▸ **Problem details**:
Nothing outside the range is wanted. Repeat exactly the lines below from the one with "normalized text comparison." through the one with "let accept: &[&str]".
── Supplied material
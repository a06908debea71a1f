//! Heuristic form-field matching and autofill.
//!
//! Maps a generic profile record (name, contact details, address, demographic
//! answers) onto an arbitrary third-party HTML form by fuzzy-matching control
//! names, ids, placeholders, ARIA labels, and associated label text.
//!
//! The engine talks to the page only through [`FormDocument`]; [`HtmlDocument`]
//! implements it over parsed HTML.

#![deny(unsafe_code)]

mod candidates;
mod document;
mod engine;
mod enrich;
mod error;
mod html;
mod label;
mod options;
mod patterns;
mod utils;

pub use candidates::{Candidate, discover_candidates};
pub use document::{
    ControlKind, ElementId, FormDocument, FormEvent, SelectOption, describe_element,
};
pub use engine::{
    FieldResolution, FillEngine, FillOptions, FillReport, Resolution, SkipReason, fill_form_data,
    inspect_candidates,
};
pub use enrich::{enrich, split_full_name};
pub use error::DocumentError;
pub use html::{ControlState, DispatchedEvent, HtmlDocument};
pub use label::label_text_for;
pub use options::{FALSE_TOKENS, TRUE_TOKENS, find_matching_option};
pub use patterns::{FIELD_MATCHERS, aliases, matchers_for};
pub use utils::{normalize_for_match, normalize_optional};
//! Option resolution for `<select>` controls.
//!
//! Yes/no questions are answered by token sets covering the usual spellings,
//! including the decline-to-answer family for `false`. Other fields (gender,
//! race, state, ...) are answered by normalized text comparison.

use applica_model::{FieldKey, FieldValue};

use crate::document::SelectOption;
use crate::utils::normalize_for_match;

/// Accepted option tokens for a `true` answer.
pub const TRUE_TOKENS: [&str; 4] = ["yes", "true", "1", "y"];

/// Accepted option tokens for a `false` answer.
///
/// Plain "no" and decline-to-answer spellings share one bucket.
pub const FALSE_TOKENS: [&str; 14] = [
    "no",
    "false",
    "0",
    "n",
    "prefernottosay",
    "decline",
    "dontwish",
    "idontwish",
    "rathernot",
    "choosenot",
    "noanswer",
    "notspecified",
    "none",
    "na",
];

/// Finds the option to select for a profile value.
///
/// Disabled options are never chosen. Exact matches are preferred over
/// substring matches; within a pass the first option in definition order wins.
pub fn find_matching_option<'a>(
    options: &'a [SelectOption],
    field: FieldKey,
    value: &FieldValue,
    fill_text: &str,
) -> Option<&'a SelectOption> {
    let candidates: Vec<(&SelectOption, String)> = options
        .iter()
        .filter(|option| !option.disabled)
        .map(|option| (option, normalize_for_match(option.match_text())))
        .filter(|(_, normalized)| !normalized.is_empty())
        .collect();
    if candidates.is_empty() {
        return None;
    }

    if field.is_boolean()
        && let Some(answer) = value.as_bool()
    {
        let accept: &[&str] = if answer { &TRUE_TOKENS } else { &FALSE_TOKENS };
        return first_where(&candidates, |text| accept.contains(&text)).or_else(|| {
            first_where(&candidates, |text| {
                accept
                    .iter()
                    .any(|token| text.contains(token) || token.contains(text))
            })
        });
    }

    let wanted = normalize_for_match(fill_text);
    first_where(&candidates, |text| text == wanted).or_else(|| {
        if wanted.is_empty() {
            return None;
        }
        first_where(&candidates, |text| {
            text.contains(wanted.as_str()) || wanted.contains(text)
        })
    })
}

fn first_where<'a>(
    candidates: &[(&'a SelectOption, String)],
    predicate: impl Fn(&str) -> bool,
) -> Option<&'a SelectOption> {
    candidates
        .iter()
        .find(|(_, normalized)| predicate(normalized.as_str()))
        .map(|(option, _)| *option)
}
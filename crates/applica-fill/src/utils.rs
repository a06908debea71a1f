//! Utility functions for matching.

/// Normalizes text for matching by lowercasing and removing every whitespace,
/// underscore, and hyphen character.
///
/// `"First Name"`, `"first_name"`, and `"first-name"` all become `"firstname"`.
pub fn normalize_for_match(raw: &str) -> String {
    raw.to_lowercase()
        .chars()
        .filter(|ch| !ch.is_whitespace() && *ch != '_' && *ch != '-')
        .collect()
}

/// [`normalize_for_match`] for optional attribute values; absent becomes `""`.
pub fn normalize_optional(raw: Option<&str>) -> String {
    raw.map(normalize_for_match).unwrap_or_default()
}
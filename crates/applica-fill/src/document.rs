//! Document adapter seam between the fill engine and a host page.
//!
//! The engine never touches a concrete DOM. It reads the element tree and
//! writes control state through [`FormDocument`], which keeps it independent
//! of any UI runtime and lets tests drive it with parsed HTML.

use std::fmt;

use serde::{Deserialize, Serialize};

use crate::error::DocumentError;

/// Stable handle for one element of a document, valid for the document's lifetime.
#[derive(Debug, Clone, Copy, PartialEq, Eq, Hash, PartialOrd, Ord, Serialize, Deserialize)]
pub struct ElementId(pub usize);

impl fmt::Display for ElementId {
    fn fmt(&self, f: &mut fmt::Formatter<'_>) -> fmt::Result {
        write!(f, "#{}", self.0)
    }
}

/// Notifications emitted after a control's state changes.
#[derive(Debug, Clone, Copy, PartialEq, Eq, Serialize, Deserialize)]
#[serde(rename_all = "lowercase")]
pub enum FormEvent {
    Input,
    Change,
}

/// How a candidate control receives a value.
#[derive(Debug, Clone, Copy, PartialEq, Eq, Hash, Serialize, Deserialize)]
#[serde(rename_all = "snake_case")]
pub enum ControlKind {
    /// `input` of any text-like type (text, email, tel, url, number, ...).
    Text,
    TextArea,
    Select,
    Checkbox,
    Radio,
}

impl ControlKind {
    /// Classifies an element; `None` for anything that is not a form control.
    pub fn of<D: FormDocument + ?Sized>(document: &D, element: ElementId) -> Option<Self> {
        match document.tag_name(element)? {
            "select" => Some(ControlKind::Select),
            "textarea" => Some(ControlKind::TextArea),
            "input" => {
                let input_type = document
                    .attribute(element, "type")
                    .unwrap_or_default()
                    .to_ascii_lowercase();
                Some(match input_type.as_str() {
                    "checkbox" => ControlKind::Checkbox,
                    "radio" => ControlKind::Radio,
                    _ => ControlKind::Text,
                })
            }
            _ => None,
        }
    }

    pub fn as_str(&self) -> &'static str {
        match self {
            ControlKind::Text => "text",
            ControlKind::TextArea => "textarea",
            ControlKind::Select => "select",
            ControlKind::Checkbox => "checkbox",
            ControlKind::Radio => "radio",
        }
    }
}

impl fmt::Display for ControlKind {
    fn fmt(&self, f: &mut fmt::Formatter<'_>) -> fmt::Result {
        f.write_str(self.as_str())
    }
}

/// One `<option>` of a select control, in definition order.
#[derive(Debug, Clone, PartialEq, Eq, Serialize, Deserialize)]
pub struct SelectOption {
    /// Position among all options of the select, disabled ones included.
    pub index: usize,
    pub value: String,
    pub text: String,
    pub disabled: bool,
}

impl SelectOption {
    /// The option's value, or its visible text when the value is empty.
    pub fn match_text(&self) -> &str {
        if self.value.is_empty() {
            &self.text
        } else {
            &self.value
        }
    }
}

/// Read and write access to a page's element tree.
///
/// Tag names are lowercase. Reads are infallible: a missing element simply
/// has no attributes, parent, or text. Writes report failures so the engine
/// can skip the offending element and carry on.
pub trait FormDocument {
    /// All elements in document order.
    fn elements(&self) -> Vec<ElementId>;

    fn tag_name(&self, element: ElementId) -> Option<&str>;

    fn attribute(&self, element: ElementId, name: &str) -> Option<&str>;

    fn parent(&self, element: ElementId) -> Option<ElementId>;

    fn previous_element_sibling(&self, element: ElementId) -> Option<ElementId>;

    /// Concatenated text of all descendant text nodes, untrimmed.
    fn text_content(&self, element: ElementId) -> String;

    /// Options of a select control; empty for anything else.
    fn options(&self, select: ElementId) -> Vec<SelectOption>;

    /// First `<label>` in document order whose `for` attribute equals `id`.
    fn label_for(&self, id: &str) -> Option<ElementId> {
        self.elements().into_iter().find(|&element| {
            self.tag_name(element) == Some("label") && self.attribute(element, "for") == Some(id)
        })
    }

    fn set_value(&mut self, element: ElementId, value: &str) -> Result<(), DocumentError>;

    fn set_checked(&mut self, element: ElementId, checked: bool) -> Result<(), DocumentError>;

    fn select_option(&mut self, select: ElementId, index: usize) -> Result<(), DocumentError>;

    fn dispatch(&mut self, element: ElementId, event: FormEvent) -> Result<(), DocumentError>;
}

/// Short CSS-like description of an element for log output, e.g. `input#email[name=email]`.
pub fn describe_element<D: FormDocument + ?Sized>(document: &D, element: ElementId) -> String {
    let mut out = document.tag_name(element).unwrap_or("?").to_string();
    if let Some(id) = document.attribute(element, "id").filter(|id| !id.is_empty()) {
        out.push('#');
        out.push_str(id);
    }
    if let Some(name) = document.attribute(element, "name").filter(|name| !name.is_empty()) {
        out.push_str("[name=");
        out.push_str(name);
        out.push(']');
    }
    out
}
────
── Supplied material
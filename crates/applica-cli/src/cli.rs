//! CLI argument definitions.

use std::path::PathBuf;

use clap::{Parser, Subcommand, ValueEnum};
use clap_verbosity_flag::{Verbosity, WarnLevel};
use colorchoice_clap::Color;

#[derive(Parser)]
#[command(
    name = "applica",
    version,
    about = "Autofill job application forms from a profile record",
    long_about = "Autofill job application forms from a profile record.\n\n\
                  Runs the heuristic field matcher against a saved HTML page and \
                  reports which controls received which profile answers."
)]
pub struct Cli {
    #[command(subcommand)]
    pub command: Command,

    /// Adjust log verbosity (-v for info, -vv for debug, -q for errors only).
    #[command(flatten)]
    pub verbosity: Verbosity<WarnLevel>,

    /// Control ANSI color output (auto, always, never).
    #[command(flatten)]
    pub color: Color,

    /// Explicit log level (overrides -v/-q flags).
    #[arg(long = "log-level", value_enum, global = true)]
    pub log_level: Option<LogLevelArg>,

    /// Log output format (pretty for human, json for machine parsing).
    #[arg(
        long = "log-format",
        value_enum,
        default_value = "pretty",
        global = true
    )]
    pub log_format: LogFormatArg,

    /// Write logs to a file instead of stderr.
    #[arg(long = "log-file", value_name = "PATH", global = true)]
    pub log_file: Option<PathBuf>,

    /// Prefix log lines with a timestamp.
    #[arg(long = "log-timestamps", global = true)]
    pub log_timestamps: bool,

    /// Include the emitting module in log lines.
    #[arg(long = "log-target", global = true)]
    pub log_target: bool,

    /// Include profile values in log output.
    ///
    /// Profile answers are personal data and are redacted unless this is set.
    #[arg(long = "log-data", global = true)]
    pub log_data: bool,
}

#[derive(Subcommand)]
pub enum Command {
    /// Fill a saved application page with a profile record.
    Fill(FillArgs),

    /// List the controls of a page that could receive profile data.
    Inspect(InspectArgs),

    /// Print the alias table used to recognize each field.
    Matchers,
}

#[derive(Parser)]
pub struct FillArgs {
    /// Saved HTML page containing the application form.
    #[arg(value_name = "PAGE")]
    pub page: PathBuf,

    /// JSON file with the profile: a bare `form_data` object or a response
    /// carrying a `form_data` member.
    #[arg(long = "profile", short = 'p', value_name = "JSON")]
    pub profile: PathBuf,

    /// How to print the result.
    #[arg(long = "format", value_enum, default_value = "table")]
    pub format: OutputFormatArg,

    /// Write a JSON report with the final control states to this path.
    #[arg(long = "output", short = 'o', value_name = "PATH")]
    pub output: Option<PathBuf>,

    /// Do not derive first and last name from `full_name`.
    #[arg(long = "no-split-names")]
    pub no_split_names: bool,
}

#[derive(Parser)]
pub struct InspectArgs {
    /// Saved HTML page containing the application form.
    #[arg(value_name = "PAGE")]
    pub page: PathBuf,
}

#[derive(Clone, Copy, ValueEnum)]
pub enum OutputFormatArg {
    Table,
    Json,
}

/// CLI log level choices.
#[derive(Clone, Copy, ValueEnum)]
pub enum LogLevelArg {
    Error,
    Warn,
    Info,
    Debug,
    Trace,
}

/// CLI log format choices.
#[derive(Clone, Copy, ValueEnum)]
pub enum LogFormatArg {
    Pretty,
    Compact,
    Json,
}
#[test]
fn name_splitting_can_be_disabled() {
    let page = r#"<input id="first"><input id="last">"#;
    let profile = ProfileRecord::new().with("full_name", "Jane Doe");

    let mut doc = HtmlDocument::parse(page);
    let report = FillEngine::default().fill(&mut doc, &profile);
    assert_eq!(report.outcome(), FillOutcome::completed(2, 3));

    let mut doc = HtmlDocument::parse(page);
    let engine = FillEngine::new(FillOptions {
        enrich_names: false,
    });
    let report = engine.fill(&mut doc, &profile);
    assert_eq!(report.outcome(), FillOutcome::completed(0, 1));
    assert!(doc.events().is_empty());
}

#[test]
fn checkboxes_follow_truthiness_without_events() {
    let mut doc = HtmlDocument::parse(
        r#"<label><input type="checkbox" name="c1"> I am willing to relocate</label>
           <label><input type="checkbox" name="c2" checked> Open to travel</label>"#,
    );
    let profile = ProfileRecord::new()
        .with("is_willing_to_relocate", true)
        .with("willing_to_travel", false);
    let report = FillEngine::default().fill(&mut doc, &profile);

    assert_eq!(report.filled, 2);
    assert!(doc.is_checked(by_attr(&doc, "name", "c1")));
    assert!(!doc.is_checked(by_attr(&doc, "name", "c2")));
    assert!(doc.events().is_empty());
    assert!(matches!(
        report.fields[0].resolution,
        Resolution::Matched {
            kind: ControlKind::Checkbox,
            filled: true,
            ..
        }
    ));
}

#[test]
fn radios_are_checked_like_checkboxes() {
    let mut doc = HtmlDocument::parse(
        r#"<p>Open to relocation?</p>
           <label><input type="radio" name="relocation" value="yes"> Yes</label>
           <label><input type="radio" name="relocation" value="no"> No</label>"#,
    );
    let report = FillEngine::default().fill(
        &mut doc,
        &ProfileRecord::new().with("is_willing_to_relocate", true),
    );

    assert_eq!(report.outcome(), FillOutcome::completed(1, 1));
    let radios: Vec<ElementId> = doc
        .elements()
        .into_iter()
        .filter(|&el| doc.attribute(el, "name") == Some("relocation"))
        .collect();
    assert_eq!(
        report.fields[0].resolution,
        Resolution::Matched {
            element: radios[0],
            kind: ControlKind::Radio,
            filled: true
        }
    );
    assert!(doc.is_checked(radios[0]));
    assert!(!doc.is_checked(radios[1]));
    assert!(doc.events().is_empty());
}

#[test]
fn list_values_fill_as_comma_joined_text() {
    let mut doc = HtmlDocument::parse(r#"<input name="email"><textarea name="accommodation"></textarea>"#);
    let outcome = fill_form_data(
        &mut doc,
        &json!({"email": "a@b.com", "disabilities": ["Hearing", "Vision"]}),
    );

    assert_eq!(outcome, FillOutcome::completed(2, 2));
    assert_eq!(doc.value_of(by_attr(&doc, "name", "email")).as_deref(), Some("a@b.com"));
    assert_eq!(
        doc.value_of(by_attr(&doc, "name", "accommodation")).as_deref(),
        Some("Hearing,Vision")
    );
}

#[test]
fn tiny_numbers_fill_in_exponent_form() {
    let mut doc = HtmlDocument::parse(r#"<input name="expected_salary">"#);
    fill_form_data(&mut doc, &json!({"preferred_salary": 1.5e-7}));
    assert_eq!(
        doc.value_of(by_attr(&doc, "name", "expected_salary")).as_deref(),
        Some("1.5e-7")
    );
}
────
▸ **Response area**:
//! race, state, ...) are answered by normalized text comparison.

use applica_model::{FieldKey, FieldValue};

use crate::document::SelectOption;
use crate::utils::normalize_for_match;

/// Accepted option tokens for a `true` answer.
pub const TRUE_TOKENS: [&str; 4] = ["yes", "true", "1", "y"];

/// Accepted option tokens for a `false` answer.
///
/// Plain "no" and decline-to-answer spellings share one bucket.
pub const FALSE_TOKENS: [&str; 14] = [
    "no",
    "false",
    "0",
    "n",
    "prefernottosay",
    "decline",
    "dontwish",
    "idontwish",
    "rathernot",
    "choosenot",
    "noanswer",
    "notspecified",
    "none",
    "na",
];

/// Finds the option to select for a profile value.
///
/// Disabled options are never chosen. Exact matches are preferred over
/// substring matches; within a pass the first option in definition order wins.
pub fn find_matching_option<'a>(
    options: &'a [SelectOption],
    field: FieldKey,
    value: &FieldValue,
    fill_text: &str,
) -> Option<&'a SelectOption> {
    let candidates: Vec<(&SelectOption, String)> = options
        .iter()
        .filter(|option| !option.disabled)
        .map(|option| (option, normalize_for_match(option.match_text())))
        .filter(|(_, normalized)| !normalized.is_empty())
        .collect();
    if candidates.is_empty() {
        return None;
    }

    if field.is_boolean()
        && let Some(answer) = value.as_bool()
    {
        let accept: &[&str] = if answer { &TRUE_TOKENS } else { &FALSE_TOKENS };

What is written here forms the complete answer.